Data section:
....................

use super::matcher::NamespaceMatcher;
use crate::entry::{Field, Level, LogEntry};
use std::fmt;
use std::sync::Arc;

type CustomFn = dyn Fn(&LogEntry, &[Field]) -> bool + Send + Sync;

/// A composable admission predicate over log entries.
///
/// Filters form a small boolean algebra: the leaves test an entry's level or
/// logger name, `any`/`all`/`not` combine them. Evaluation is pure — the only
/// internal state anywhere is the [`NamespaceMatcher`] verdict cache — so a
/// single filter can be shared freely across threads.
#[derive(Clone)]
pub enum Filter {
    /// Constant verdict; produced by the namespace fast paths
    Always(bool),
    /// True iff the entry has exactly this level
    ExactLevel(Level),
    /// True iff the entry's level is this severe or worse
    MinimumLevel(Level),
    /// True iff the entry's logger name matches the namespace spec
    Namespaces(Arc<NamespaceMatcher>),
    /// True iff at least one inner filter is true; empty means false
    Any(Vec<Filter>),
    /// True iff every inner filter is true AND there is at least one inner
    /// filter (an empty clause must not admit everything)
    All(Vec<Filter>),
    /// Logical negation
    Not(Box<Filter>),
    /// A caller-provided predicate; the only kind that typically looks at
    /// the write-time fields
    Custom(Arc<CustomFn>),
}

impl Filter {
    pub fn exact_level(level: Level) -> Filter {
        Filter::ExactLevel(level)
    }

    pub fn minimum_level(level: Level) -> Filter {
        Filter::MinimumLevel(level)
    }

    /// Compile a comma-separated namespace spec (see [`NamespaceMatcher`])
    /// into a filter over the entry's logger name.
    ///
    /// Two fast paths skip the matcher entirely without changing observable
    /// results: an empty spec never matches, and a spec with a bare `*`
    /// inclusion and no exclusions always matches.
    pub fn by_namespaces(spec: &str) -> Filter {
        if spec.is_empty() {
            return Filter::Always(false);
        }
        let has_include_wildcard = spec.split(',').any(|pattern| pattern == "*");
        let has_exclude = spec.split(',').any(|pattern| pattern.starts_with('-'));
        if has_include_wildcard && !has_exclude {
            return Filter::Always(true);
        }
        Filter::Namespaces(Arc::new(NamespaceMatcher::new(spec)))
    }

    pub fn any(filters: impl IntoIterator<Item = Filter>) -> Filter {
        Filter::Any(filters.into_iter().collect())
    }

    pub fn all(filters: impl IntoIterator<Item = Filter>) -> Filter {
        Filter::All(filters.into_iter().collect())
    }

    pub fn not(filter: Filter) -> Filter {
        Filter::Not(Box::new(filter))
    }

    /// Wrap an arbitrary predicate. The function must be pure; it may inspect
    /// the write-time fields, which all built-in filters ignore.
    pub fn custom(f: impl Fn(&LogEntry, &[Field]) -> bool + Send + Sync + 'static) -> Filter {
        Filter::Custom(Arc::new(f))
    }

    /// Decide whether `entry` is admitted. `fields` is empty during
    /// pre-checks and carries the structured context during actual writes.
    pub fn evaluate(&self, entry: &LogEntry, fields: &[Field]) -> bool {
        match self {
            Filter::Always(verdict) => *verdict,
            Filter::ExactLevel(level) => entry.level == *level,
            Filter::MinimumLevel(level) => entry.level >= *level,
            Filter::Namespaces(matcher) => matcher.matches(&entry.logger_name),
            Filter::Any(filters) => filters.iter().any(|f| f.evaluate(entry, fields)),
            Filter::All(filters) => {
                !filters.is_empty() && filters.iter().all(|f| f.evaluate(entry, fields))
            }
            Filter::Not(inner) => !inner.evaluate(entry, fields),
            Filter::Custom(f) => f(entry, fields),
        }
    }

    /// Collect the malformed glob patterns anywhere in this filter tree.
    pub fn malformed_patterns(&self) -> Vec<&str> {
        let mut sources = Vec::new();
        self.collect_malformed(&mut sources);
        sources
    }

    fn collect_malformed<'a>(&'a self, sources: &mut Vec<&'a str>) {
        match self {
            Filter::Namespaces(matcher) => sources.extend(matcher.malformed_patterns()),
            Filter::Any(filters) | Filter::All(filters) => {
                for filter in filters {
                    filter.collect_malformed(sources);
                }
            }
            Filter::Not(inner) => inner.collect_malformed(sources),
            _ => {}
        }
    }
}

impl fmt::Debug for Filter {
    fn fmt(&self, f: &mut fmt::Formatter<'_>) -> fmt::Result {
        match self {
            Filter::Always(verdict) => f.debug_tuple("Always").field(verdict).finish(),
            Filter::ExactLevel(level) => f.debug_tuple("ExactLevel").field(level).finish(),
            Filter::MinimumLevel(level) => f.debug_tuple("MinimumLevel").field(level).finish(),
            Filter::Namespaces(matcher) => f.debug_tuple("Namespaces").field(matcher).finish(),
            Filter::Any(filters) => f.debug_tuple("Any").field(filters).finish(),
            Filter::All(filters) => f.debug_tuple("All").field(filters).finish(),
            Filter::Not(inner) => f.debug_tuple("Not").field(inner).finish(),
            Filter::Custom(_) => f.write_str("Custom(..)"),
        }
    }
}
impl<C: ChainReader> Ingester<C> {
    pub fn new(
        chain: C,
        monitored: MonitoredAddresses,
        deposits: mpsc::Sender<DepositEvent>,
        track_tx: mpsc::Sender<String>,
        seen_capacity: usize,
    ) -> Self {
        Ingester {
            chain,
            monitored,
            seen: SeenTxids::new(seen_capacity),
            deposits,
            track_tx,
        }
    }

    /// Adds an address to the monitored set and asks the live feed to
    /// track it. Safe to call for already-monitored addresses.
    pub fn monitor_address(&self, address: &str) {
        let inserted = self
            .monitored
            .write()
            .expect("monitored set lock poisoned")
            .insert(address.to_owned());
        if inserted {
            info!(%address, "monitoring vault address");
            // Best effort: a full queue just means the next reconnect
            // re-tracks the whole set anyway.
            let _ = self.track_tx.try_send(address.to_owned());
        }
    }

    /// Frame dispatch. Unknown frame shapes are ignored.
    pub async fn handle_frame(&mut self, frame: Value) {
        if let Some(address_txs) = frame.get("address-transactions") {
            self.handle_address_transactions(address_txs.clone()).await;
        } else if let Some(txs) = frame.get("transactions").and_then(Value::as_array) {
            // Bulk txid list, common on some networks instead of
            // address-specific frames.
            for item in txs.clone() {
                if let Some(txid) = parse_txid(item.get("txid")) {
                    self.process_txid(txid, DetectionSource::MempoolFeed).await;
                }
            }
        } else if frame.get("txid").is_some() && frame.get("vout").is_some() {
            self.inspect_tx_value(&frame, DetectionSource::MempoolFeed)
                .await;
        } else if ["blocks", "mempool-blocks", "mempoolInfo", "live-2h-chart"]
            .iter()
            .any(|key| frame.get(key).is_some())
        {
            // Control frames carry no per-address information.
        } else if let Some(object) = frame.as_object() {
            trace!(keys = ?object.keys().collect::<Vec<_>>(), "ignoring frame");
        }
    }

    /// `address-transactions` arrives as an object, a list, or txid
    /// strings depending on the explorer version.
    async fn handle_address_transactions(&mut self, payload: Value) {
        match payload {
            Value::Array(items) => {
                for item in items {
                    self.handle_address_tx_item(item).await;
                }
            }
            other => self.handle_address_tx_item(other).await,
        }
    }

    async fn handle_address_tx_item(&mut self, item: Value) {
        match &item {
            Value::Object(object) => {
                if object.contains_key("vout") {
                    self.inspect_tx_value(&item, DetectionSource::AddressFeed)
                        .await;
                } else if let Some(txid) = parse_txid(object.get("txid")) {
                    self.process_txid(txid, DetectionSource::AddressFeed).await;
                }
            }
            Value::String(_) => {
                if let Some(txid) = parse_txid(Some(&item)) {
                    self.process_txid(txid, DetectionSource::AddressFeed).await;
                }
            }
            _ => {}
        }
    }

    /// Fetches details for a txid seen without outputs and inspects them.
    async fn process_txid(&mut self, txid: Txid, source: DetectionSource) {
        if self.seen.contains(&txid) {
            return;
        }
        match self.chain.tx_details(&txid).await {
            Ok(Some(tx)) => self.check_outputs(tx, None, source).await,
            Ok(None) => debug!(%txid, "announced transaction unknown to explorer"),
            Err(e) => warn!(%txid, error = %e, "failed to fetch transaction details"),
        }
    }

    /// Parses an inline transaction object and inspects its outputs.
    async fn inspect_tx_value(&mut self, value: &Value, source: DetectionSource) {
        match serde_json::from_value::<TxInfo>(value.clone()) {
            Ok(tx) => self.check_outputs(tx, Some(value), source).await,
            Err(_) => {
                // Partial object; fall back to fetching by txid.
                if let Some(txid) = parse_txid(value.get("txid")) {
                    self.process_txid(txid, source).await;
                }
            }
        }
    }

    /// Emits a deposit event for the first monitored address this
    /// transaction pays, and marks the txid seen.
    async fn check_outputs(&mut self, tx: TxInfo, raw: Option<&Value>, source: DetectionSource) {
        if self.seen.contains(&tx.txid) {
            return;
        }
        let monitored: Vec<String> = {
            let guard = self.monitored.read().expect("monitored set lock poisoned");
            guard.iter().cloned().collect()
        };

        for address in monitored {
            let amount = tx.value_to(&address);
            if amount == 0 {
                continue;
            }
            info!(
                txid = %tx.txid,
                %address,
                amount,
                source = ?source,
                "deposit detected"
            );
            let event = DepositEvent {
                txid: tx.txid,
                to_address: address,
                amount,
                from_address: tx.first_input_address(),
                fee: tx.fee,
                status: tx.status.clone(),
                detected_by: source,
                raw: raw.and_then(|v| serde_json::value::to_raw_value(v).ok()),
            };
            self.seen.insert(tx.txid);
            if self.deposits.send(event).await.is_err() {
                warn!("deposit channel closed; dropping event");
            }
            return; // one bet per deposit txid
        }
    }

    /// REST fallback: polls `address_txs` for every monitored address and
    /// runs the same emission rules as the live path. Returns how many
    /// deposits were emitted.
    pub async fn poll_addresses(&mut self) -> usize {
        let monitored: Vec<String> = {
            let guard = self.monitored.read().expect("monitored set lock poisoned");
            guard.iter().cloned().collect()
        };
        let mut emitted = 0;
        for address in monitored {
            let txs = match self.chain.address_txs(&address).await {
                Ok(txs) => txs,
                Err(e) => {
                    warn!(%address, error = %e, "address poll failed");
                    continue;
                }
            };
            for tx in txs {
                if self.seen.contains(&tx.txid) || tx.value_to(&address) == 0 {
                    continue;
                }
                self.check_outputs(tx, None, DetectionSource::RestPoll).await;
                emitted += 1;
            }
        }
        emitted
    }

    /// Frame pump: runs until the feed channel closes or shutdown. When
    /// the live feed stays quiet past `fallback_after`, the REST polling
    /// path covers for it until frames resume.
    pub async fn run(
        mut self,
        mut frames: mpsc::Receiver<Value>,
        fallback_after: std::time::Duration,
        cancel: CancellationToken,
    ) {
        let mut poll_tick = tokio::time::interval(fallback_after);
        poll_tick.set_missed_tick_behavior(tokio::time::MissedTickBehavior::Delay);
        let mut last_frame = tokio::time::Instant::now();

        loop {
            tokio::select! {
                _ = cancel.cancelled() => {
                    info!("ingester shutting down");
                    return;
                }
                frame = frames.recv() => match frame {
                    Some(frame) => {
                        last_frame = tokio::time::Instant::now();
                        self.handle_frame(frame).await;
                    }
                    None => {
                        info!("frame channel closed; ingester exiting");
                        return;
                    }
                },
                _ = poll_tick.tick() => {
                    if last_frame.elapsed() >= fallback_after {
                        let emitted = self.poll_addresses().await;
                        if emitted > 0 {
                            info!(emitted, "REST fallback found deposits the feed missed");
                        }
                    }
                }
            }
        }
    }
}
//! In-process event bus.
//!
//! Fan-out of settled bets and seed-hash rotations to live subscribers.
//! Delivery is best-effort: a subscriber that is gone or cannot keep up
//! has its subscription dropped; publishers never block on a slow
//! consumer.

use std::sync::Mutex;

use bitcoin::Txid;
use chrono::{DateTime, NaiveDate, Utc};
use serde::Serialize;
use tokio::sync::mpsc;
use tracing::*;

use crate::store::models::{Bet, BetId, BetStatus};

/// Wire message pushed to subscribers, tagged for the frontend.
#[derive(Clone, Debug, Serialize)]
#[serde(tag = "type", rename_all = "snake_case")]
pub enum Event {
    /// A bet finished settling; any payout txid it will ever have is
    /// already durable.
    NewBet { bet: BetResult },
    /// First bet of a day committed to a fresh server seed.
    SeedHashUpdate {
        server_seed_hash: String,
        seed_date: NaiveDate,
    },
}

/// Public projection of a settled bet.
#[derive(Clone, Debug, Serialize)]
pub struct BetResult {
    pub bet_id: BetId,
    pub bet_number: u64,
    pub user_address: String,
    pub bet_amount: u64,
    pub multiplier: u32,
    pub chance: f64,
    pub roll_result: Option<f64>,
    pub is_win: Option<bool>,
    pub payout_amount: Option<u64>,
    pub profit: Option<i64>,
    pub nonce: u64,
    pub deposit_txid: Txid,
    pub payout_txid: Option<Txid>,
    pub server_seed: String,
    pub server_seed_hash: String,
    pub client_seed: String,
    pub status: BetStatus,
    pub created_at: DateTime<Utc>,
    pub rolled_at: Option<DateTime<Utc>>,
}

impl BetResult {
    pub fn from_bet(bet: &Bet, user_address: &str) -> Self {
        BetResult {
            bet_id: bet.id,
            bet_number: bet.bet_number,
            user_address: user_address.to_owned(),
            bet_amount: bet.bet_amount,
            multiplier: bet.multiplier,
            chance: bet.chance,
            roll_result: bet.roll_result,
            is_win: bet.is_win,
            payout_amount: bet.payout_amount,
            profit: bet.profit,
            nonce: bet.nonce,
            deposit_txid: bet.deposit_txid,
            payout_txid: bet.payout_txid,
            server_seed: bet.server_seed.clone(),
            server_seed_hash: bet.server_seed_hash.clone(),
            client_seed: bet.client_seed.clone(),
            status: bet.status,
            created_at: bet.created_at,
            rolled_at: bet.rolled_at,
        }
    }
}

/// Best-effort fan-out to per-subscriber bounded channels.
#[derive(Default)]
pub struct EventBus {
    subscribers: Mutex<Vec<mpsc::Sender<Event>>>,
}

impl EventBus {
    pub fn new() -> Self {
        Self::default()
    }

    /// Registers a subscriber; the returned receiver is typically drained
    /// by one writer task per live connection.
    pub fn subscribe(&self, capacity: usize) -> mpsc::Receiver<Event> {
        let (tx, rx) = mpsc::channel(capacity.max(1));
        self.subscribers
            .lock()
            .expect("event bus lock poisoned")
            .push(tx);
        rx
    }

    /// Attempts delivery to every subscriber; any failed send (closed or
    /// full channel) drops that subscription.
    pub fn publish(&self, event: Event) {
        let mut subscribers = self.subscribers.lock().expect("event bus lock poisoned");
        let before = subscribers.len();
        subscribers.retain(|tx| tx.try_send(event.clone()).is_ok());
        let dropped = before - subscribers.len();
        if dropped > 0 {
            debug!(dropped, remaining = subscribers.len(), "dropped dead subscriptions");
        }
    }

    pub fn subscriber_count(&self) -> usize {
        self.subscribers
            .lock()
            .expect("event bus lock poisoned")
            .len()
    }
}

#[cfg(test)]
mod test {
    use super::*;
    use chrono::NaiveDate;

    fn seed_event() -> Event {
        Event::SeedHashUpdate {
            server_seed_hash: "ab".repeat(32),
            seed_date: NaiveDate::from_ymd_opt(2025, 6, 1).unwrap(),
        }
    }

    #[tokio::test]
    async fn delivers_to_live_subscribers() {
        let bus = EventBus::new();
        let mut rx = bus.subscribe(8);
        bus.publish(seed_event());
        let event = rx.recv().await.unwrap();
        assert!(matches!(event, Event::SeedHashUpdate { .. }));
    }

    #[tokio::test]
    async fn drops_closed_subscriptions() {
        let bus = EventBus::new();
        let rx = bus.subscribe(8);
        drop(rx);
        assert_eq!(bus.subscriber_count(), 1);
        bus.publish(seed_event());
        assert_eq!(bus.subscriber_count(), 0);
    }

    #[tokio::test]
    async fn full_subscriber_is_dropped_not_blocked() {
        let bus = EventBus::new();
        let mut rx = bus.subscribe(1);
        bus.publish(seed_event());
        bus.publish(seed_event()); // channel full: subscription dropped
        assert_eq!(bus.subscriber_count(), 0);
        // The first event is still there for the slow reader.
        assert!(rx.recv().await.is_some());
        assert!(rx.recv().await.is_none());
    }

    #[test]
    fn seed_hash_update_wire_shape() {
        let json = serde_json::to_value(seed_event()).unwrap();
        assert_eq!(json["type"], "seed_hash_update");
        assert_eq!(json["seed_date"], "2025-06-01");
    }
}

....................

Exercise requirements:
Start at the first line of the entries and stop at the line that contains "not admit everything)". Repeat every line in that span exactly, and nothing beyond it.

Task answer:
use super::matcher::NamespaceMatcher;
use crate::entry::{Field, Level, LogEntry};
use std::fmt;
use std::sync::Arc;

type CustomFn = dyn Fn(&LogEntry, &[Field]) -> bool + Send + Sync;

/// A composable admission predicate over log entries.
///
/// Filters form a small boolean algebra: the leaves test an entry's level or
/// logger name, `any`/`all`/`not` combine them. Evaluation is pure — the only
/// internal state anywhere is the [`NamespaceMatcher`] verdict cache — so a
/// single filter can be shared freely across threads.
#[derive(Clone)]
pub enum Filter {
    /// Constant verdict; produced by the namespace fast paths
    Always(bool),
    /// True iff the entry has exactly this level
    ExactLevel(Level),
    /// True iff the entry's level is this severe or worse
    MinimumLevel(Level),
    /// True iff the entry's logger name matches the namespace spec
    Namespaces(Arc<NamespaceMatcher>),
    /// True iff at least one inner filter is true; empty means false
    Any(Vec<Filter>),
    /// True iff every inner filter is true AND there is at least one inner
    /// filter (an empty clause must not admit everything)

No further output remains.